Nshyungyezi Hydroelectric Power Station, also Nsongezi Hydroelectric Power Station, is a planned 39 MW hydroelectric power station in Uganda. The power project is under development, as of September 2017.

==Location==
The power station would be located on the Kagera River, along Uganda's International border with the Republic of Tanzania. This location lies near the village of Nshugyezi, approximately 59 km, by road, southeast of Mbarara, the largest city in the Western Region of Uganda. This location lies approximately 328 km, by road, southwest of Kampala, the capital of Uganda and the largest city in that country. The power station lies approximately 13 km, downstream of Kikagati Power Station, as the crow flies, and about 16 km by road.

==Overview==
Nshugyezi Hydropower Station is a mini-hydropower plant, with a planned capacity of 39 megawatts.
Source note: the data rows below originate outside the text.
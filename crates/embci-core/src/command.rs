//! Command abstraction.
//!
//! Argument parsing is two-phase. The dispatcher only extracts the command
//! name; each command declares and parses its own flag surface from the
//! remaining arguments.

use std::sync::Arc;

use async_trait::async_trait;
use clap::ArgMatches;

use crate::config::AppPaths;
use crate::error::ConfigError;
use crate::extension::ExtensionLoader;

/// Process-wide state handed to every command.
#[derive(Clone)]
pub struct AppContext {
    pub paths: AppPaths,
    pub extensions: Arc<ExtensionLoader>,
}

impl AppContext {
    pub fn new(paths: AppPaths, extensions: Arc<ExtensionLoader>) -> Self {
        Self { paths, extensions }
    }
}

/// Contract every subcommand implements.
#[async_trait]
pub trait CiCommand: Send + Sync {
    /// Name used on the command line and in `plugins.yaml`.
    fn name(&self) -> &'static str;

    /// One-line summary for the top-level help.
    fn help(&self) -> &'static str;

    fn description(&self) -> &'static str;

    /// Add this command's flags to `parser` and return it.
    fn declare_flags(&self, parser: clap::Command) -> clap::Command;

    /// Run the command against its parsed flags.
    async fn execute(&self, ctx: &AppContext, args: &ArgMatches) -> anyhow::Result<()>;
}

/// Build the sub-parser for `command`.
///
/// Fails when `declare_flags` hands back a parser for some other command.
pub fn command_parser(command: &dyn CiCommand) -> Result<clap::Command, ConfigError> {
    let base = clap::Command::new(command.name())
        .about(command.help())
        .long_about(command.description());
    let parser = command.declare_flags(base);
    if parser.get_name() != command.name() {
        return Err(ConfigError::FlagRegistration(command.name().to_string()));
    }
    Ok(parser)
}

/// Parse `remaining` (arguments after the command name) with the command's
/// own parser.
pub fn parse_remaining(
    command: &dyn CiCommand,
    remaining: &[String],
) -> anyhow::Result<Result<ArgMatches, clap::Error>> {
    let parser = command_parser(command)?;
    let argv = std::iter::once(command.name().to_string()).chain(remaining.iter().cloned());
    Ok(parser.try_get_matches_from(argv))
}
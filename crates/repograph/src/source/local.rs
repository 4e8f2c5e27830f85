#![forbid(unsafe_code)]

use std::fs;
use std::path::{Path, PathBuf};

use tracing::debug;

use crate::error::{FetchError, PipelineError};
use crate::source::{FileFilter, LoadItem, SourceLoader, skipped};

/// Loads a local checkout. Paths are scanned up front; contents are read
/// on demand.
#[derive(Debug)]
pub struct LocalLoader {
    root: PathBuf,
    filter: FileFilter,
}

impl LocalLoader {
    pub fn new(root: &Path, filter: FileFilter) -> Self {
        Self {
            root: root.to_path_buf(),
            filter,
        }
    }
}

impl SourceLoader for LocalLoader {
    fn describe(&self) -> String {
        self.root.display().to_string()
    }

    fn snapshot(&self) -> Option<String> {
        None
    }

    fn candidates(&mut self) -> Result<Vec<String>, PipelineError> {
        let paths = scan_directory(&self.root, &self.filter)?;
        debug!(root = %self.root.display(), candidates = paths.len(), "scanned local checkout");
        Ok(paths)
    }

    fn load(&self, path: &str) -> LoadItem {
        load_one(&self.root, &self.filter, path)
    }
}

fn load_one(root: &Path, filter: &FileFilter, rel_path: &str) -> LoadItem {
    let full_path = root.join(rel_path);
    let size = match fs::metadata(&full_path) {
        Ok(meta) => meta.len(),
        Err(err) => return LoadItem::Failed(local_failure(rel_path, &err)),
    };
    if let Some(reason) = filter.precheck(rel_path, size) {
        return skipped(rel_path, reason);
    }
    match fs::read(&full_path) {
        Ok(bytes) => filter.classify(rel_path, bytes),
        Err(err) => LoadItem::Failed(local_failure(rel_path, &err)),
    }
}

fn local_failure(rel_path: &str, err: &std::io::Error) -> FetchError {
    FetchError {
        path: rel_path.to_string(),
        status: None,
        message: err.to_string(),
        retryable: false,
        retry_after: None,
    }
}

/// Repository-relative, `/`-separated candidate paths in sorted order.
fn scan_directory(root_dir: &Path, filter: &FileFilter) -> std::io::Result<Vec<String>> {
    let mut files = Vec::new();
    let mut stack = vec![root_dir.to_path_buf()];
    let mut first = true;

    while let Some(dir) = stack.pop() {
        let entries = match fs::read_dir(&dir) {
            Ok(entries) => entries,
            Err(err) if first => return Err(err),
            Err(_) => continue,
        };
        first = false;

        for entry in entries.flatten() {
            let path = entry.path();
            let Ok(rel_path) = path.strip_prefix(root_dir) else {
                continue;
            };
            let rel_str = rel_path
                .components()
                .map(|c| c.as_os_str().to_string_lossy())
                .collect::<Vec<_>>()
                .join("/");

            let Ok(file_type) = entry.file_type() else {
                continue;
            };
            if file_type.is_dir() {
                if !filter.is_excluded_dir(&rel_str) {
                    stack.push(path);
                }
            } else if file_type.is_file() && filter.is_candidate(&rel_str) {
                files.push(rel_str);
            }
        }
    }

    files.sort();
    Ok(files)
}

#[cfg(test)]
mod tests {
    use super::*;
    use crate::config::PipelineConfig;
    use crate::types::SkipReason;

    #[test]
    fn yields_sorted_python_files_and_skips_oversize() {
        let dir = tempfile::TempDir::new().unwrap();
        fs::create_dir_all(dir.path().join("pkg")).unwrap();
        fs::create_dir_all(dir.path().join("__pycache__")).unwrap();
        fs::write(dir.path().join("pkg/b.py"), "x = 1\n").unwrap();
        fs::write(dir.path().join("a.py"), "y = 2\n").unwrap();
        fs::write(dir.path().join("big.py"), "z = 3\n".repeat(10)).unwrap();
        fs::write(dir.path().join("notes.txt"), "hello").unwrap();
        fs::write(dir.path().join("__pycache__/c.py"), "w = 1\n").unwrap();

        let mut config = PipelineConfig::default();
        config.max_file_size = 20;
        let mut loader = LocalLoader::new(dir.path(), FileFilter::new(&config).unwrap());
        let items: Vec<LoadItem> = loader.files().unwrap().collect();

        let loaded: Vec<String> = items
            .iter()
            .filter_map(|item| match item {
                LoadItem::Loaded(file) => Some(file.path.clone()),
                _ => None,
            })
            .collect();
        assert_eq!(loaded, vec!["a.py".to_string(), "pkg/b.py".to_string()]);

        let skipped: Vec<&SkipReason> = items
            .iter()
            .filter_map(|item| match item {
                LoadItem::Skipped(s) => Some(&s.reason),
                _ => None,
            })
            .collect();
        assert_eq!(skipped.len(), 1);
        assert!(matches!(skipped[0], SkipReason::TooLarge { .. }));
    }
}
TronderEnergi, through its Ugandan subsidiary Tronder Energy Limited, used to own the development rights to the project, together with development rights to Kikagati Power Station, located about 13 km, upstream of Nshungyezi. As of May 2015 feasibility studies were ongoing and a search for a suitable contractor was underway.

==Construction costs==
As at December 2017, the exact construction costs were unknown. This project has received partial funding from Norfund.

==Ownership==
In July 2015, the development rights for this power project were transferred to Maji Power Limited, the Ugandan subsidiary of Berkeley Energy. Also, Norfund's share in the Kikagati and Nshugyezi project companies was reduced to 30 percent.